Only the stretch of the listing below that runs from the line with "self.send(&Outbound::privmsg(target, text)).await" through the line with "logged, never returned." is to be printed, exactly and with both ends.

■ SUPPLIED DATA
┄┄┄┄┄┄┄┄┄┄
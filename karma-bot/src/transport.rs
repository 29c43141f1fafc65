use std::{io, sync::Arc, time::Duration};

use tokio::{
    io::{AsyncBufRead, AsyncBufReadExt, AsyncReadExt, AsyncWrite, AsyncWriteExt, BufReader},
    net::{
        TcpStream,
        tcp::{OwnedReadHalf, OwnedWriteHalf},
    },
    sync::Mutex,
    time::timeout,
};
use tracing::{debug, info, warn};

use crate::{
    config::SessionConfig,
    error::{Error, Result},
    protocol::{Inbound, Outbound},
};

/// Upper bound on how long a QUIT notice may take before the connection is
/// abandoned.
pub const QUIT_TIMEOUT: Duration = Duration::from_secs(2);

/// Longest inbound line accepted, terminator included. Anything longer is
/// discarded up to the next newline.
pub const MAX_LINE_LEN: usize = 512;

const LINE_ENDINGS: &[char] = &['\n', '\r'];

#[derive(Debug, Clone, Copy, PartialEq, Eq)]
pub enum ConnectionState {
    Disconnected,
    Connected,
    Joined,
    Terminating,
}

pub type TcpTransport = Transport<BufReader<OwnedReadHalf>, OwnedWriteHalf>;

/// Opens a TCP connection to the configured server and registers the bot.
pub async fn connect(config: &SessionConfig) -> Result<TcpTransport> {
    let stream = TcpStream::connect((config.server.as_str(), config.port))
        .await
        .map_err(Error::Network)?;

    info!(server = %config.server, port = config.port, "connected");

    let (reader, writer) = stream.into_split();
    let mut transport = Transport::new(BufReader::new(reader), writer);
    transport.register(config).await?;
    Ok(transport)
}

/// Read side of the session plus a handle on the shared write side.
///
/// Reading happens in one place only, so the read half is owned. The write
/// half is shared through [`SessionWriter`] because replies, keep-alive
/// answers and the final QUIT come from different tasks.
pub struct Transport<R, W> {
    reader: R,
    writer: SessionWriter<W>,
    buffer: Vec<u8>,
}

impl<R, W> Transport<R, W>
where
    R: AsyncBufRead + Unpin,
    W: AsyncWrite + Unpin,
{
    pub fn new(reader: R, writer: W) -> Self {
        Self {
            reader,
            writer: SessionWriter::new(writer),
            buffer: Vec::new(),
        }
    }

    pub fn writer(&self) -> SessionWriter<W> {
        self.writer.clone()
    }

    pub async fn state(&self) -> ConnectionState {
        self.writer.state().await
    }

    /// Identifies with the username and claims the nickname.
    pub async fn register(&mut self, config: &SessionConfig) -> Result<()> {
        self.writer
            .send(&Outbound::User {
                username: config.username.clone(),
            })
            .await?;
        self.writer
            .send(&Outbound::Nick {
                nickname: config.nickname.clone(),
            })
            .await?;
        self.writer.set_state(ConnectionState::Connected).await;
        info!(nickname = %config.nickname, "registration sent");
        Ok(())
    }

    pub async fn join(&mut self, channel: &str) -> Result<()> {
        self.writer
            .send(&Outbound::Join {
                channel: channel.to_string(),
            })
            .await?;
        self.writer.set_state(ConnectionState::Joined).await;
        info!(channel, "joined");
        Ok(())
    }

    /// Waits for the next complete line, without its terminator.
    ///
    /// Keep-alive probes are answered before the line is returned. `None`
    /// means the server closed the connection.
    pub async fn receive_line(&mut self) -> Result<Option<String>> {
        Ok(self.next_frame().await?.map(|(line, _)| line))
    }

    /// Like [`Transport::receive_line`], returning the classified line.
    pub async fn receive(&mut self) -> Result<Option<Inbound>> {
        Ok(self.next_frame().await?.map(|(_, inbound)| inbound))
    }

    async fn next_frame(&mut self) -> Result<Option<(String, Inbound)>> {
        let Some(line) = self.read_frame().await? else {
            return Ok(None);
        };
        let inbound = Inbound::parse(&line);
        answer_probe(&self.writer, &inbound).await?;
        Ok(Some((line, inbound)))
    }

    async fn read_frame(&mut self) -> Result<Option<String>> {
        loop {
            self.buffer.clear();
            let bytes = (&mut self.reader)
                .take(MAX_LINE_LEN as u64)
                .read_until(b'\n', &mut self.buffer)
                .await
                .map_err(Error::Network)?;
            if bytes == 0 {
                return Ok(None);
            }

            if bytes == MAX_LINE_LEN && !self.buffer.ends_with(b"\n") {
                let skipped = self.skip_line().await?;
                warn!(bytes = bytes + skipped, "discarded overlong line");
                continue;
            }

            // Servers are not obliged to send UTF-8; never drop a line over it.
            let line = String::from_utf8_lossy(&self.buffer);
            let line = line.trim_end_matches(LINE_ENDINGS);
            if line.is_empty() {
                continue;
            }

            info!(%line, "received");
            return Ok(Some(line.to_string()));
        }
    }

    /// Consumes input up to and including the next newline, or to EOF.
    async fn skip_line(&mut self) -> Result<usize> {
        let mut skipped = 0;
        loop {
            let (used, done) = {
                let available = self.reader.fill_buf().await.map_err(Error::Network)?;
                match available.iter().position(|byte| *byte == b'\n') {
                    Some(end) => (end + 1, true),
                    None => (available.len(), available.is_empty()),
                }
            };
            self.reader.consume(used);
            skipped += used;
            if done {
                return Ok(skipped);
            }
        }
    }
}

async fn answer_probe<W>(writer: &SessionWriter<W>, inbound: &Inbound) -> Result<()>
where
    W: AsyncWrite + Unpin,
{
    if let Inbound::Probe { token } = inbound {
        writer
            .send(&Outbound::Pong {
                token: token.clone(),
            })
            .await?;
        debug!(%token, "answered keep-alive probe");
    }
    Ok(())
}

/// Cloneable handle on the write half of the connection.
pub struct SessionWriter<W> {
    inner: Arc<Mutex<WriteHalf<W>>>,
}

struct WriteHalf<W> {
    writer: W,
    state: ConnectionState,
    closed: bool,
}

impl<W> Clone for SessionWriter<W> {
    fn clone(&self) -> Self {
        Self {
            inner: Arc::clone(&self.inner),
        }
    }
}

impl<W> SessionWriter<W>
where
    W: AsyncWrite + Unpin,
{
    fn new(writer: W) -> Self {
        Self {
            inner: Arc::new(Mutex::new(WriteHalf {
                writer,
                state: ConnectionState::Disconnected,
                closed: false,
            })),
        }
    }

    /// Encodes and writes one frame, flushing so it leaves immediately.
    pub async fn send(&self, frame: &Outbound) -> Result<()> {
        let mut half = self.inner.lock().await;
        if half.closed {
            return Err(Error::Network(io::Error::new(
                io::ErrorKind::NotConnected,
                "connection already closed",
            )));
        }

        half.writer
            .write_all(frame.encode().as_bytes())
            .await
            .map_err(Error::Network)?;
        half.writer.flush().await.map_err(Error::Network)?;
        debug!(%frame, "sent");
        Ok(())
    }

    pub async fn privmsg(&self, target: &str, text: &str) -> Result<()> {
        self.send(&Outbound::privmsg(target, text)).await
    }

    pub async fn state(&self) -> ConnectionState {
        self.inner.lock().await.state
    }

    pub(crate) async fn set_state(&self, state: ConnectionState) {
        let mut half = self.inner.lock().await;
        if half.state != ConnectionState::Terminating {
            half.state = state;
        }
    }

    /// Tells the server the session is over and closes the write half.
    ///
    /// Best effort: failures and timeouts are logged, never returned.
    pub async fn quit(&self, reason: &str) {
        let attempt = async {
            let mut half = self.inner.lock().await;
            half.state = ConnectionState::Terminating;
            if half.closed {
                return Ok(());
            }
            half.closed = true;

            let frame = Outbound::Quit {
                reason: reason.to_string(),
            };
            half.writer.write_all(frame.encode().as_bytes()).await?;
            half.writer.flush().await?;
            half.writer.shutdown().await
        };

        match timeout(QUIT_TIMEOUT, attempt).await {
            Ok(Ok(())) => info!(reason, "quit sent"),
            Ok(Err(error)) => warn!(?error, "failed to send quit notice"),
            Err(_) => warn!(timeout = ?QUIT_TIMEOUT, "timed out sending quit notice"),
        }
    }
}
┄┄┄┄┄┄┄┄┄┄
■ SOLVED EXERCISE
        self.send(&Outbound::privmsg(target, text)).await
    }

    pub async fn state(&self) -> ConnectionState {
        self.inner.lock().await.state
    }

    pub(crate) async fn set_state(&self, state: ConnectionState) {
        let mut half = self.inner.lock().await;
        if half.state != ConnectionState::Terminating {
            half.state = state;
        }
    }

    /// Tells the server the session is over and closes the write half.
    ///
    /// Best effort: failures and timeouts are logged, never returned.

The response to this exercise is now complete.